» **What is expected**:
Scan the listing below for the word "sqlx" and copy every line that has it.

» **Provided data**:
--- START ---
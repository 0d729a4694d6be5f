//! Axum server setup
//!
//! Server skeleton with:
//! - Open CORS (any origin, method and header)
//! - Tracing middleware
//! - Graceful shutdown on SIGTERM/Ctrl+C

use std::net::SocketAddr;
use std::sync::Arc;

use axum::Router;
use sqlx::SqlitePool;
use tokio::net::TcpListener;
use tower_http::cors::{Any, CorsLayer};
use tower_http::trace::TraceLayer;

use super::routes;
use crate::db::{create_pool_with_options, schema, DEFAULT_DATABASE_URL};
use crate::db::pool::DEFAULT_MAX_CONNECTIONS;

/// Server configuration
#[derive(Debug, Clone)]
pub struct ServerConfig {
    /// Address to bind to (default: 0.0.0.0:8000)
    pub bind_addr: SocketAddr,

    /// SQLite database URL
    pub database_url: String,

    /// Connection pool size
    pub max_connections: u32,
}

impl Default for ServerConfig {
    fn default() -> Self {
        Self {
            bind_addr: SocketAddr::from(([0, 0, 0, 0], 8000)),
            database_url: DEFAULT_DATABASE_URL.to_string(),
            max_connections: DEFAULT_MAX_CONNECTIONS,
        }
    }
}

/// Shared application state
///
/// Holds only the pool; each handler checks connections out of it for the
/// duration of its own request.
#[derive(Clone)]
pub struct AppState {
    pub pool: SqlitePool,
}

/// Build the application router with all routes.
pub fn build_router(pool: SqlitePool) -> Router {
    let cors = CorsLayer::new()
        .allow_origin(Any)
        .allow_methods(Any)
        .allow_headers(Any);

    Router::new()
        .merge(routes::health::router())
        .merge(routes::categories::router())
        .merge(routes::collections::router())
        .merge(routes::quizzes::router())
        .merge(routes::results::router())
        .layer(cors)
        .layer(TraceLayer::new_for_http())
        .with_state(Arc::new(AppState { pool }))
}

/// Open the database, make sure the schema exists, then serve until shutdown.
pub async fn serve(config: ServerConfig) -> Result<(), ServerError> {
    let pool = create_pool_with_options(&config.database_url, config.max_connections).await?;
    schema::run(&pool).await?;

    run_server(pool, config.bind_addr).await?;
    Ok(())
}

/// Run the HTTP server on an already prepared pool.
///
/// # Example
///
/// ```ignore
/// let pool = create_pool(&database_url).await?;
/// run_server(pool, "127.0.0.1:8000".parse()?).await?;
/// ```
pub async fn run_server(pool: SqlitePool, bind_addr: SocketAddr) -> Result<(), ServerError> {
    let app = build_router(pool);

    // Bind listener
    let listener = TcpListener::bind(bind_addr).await?;
    tracing::info!("Server listening on {}", bind_addr);

    // Run with graceful shutdown
    axum::serve(listener, app)
        .with_graceful_shutdown(shutdown_signal())
        .await?;

    tracing::info!("Server shutdown complete");
    Ok(())
}

/// Wait for shutdown signal (Ctrl+C or SIGTERM).
async fn shutdown_signal() {
    let ctrl_c = async {
        tokio::signal::ctrl_c()
            .await
            .expect("failed to install Ctrl+C handler");
    };

    #[cfg(unix)]
    let terminate = async {
        tokio::signal::unix::signal(tokio::signal::unix::SignalKind::terminate())
            .expect("failed to install SIGTERM handler")
            .recv()
            .await;
    };

    #[cfg(not(unix))]
    let terminate = std::future::pending::<()>();

    tokio::select! {
        _ = ctrl_c => {
            tracing::info!("Received Ctrl+C, starting shutdown");
        }
        _ = terminate => {
            tracing::info!("Received SIGTERM, starting shutdown");
        }
    }
}

/// Server error type
#[derive(Debug, thiserror::Error)]
pub enum ServerError {
    #[error("IO error: {0}")]
    Io(#[from] std::io::Error),

    #[error("database error: {0}")]
    Database(#[from] sqlx::Error),
}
--- END ---
» **Expected answer**:
use sqlx::SqlitePool;
    Database(#[from] sqlx::Error),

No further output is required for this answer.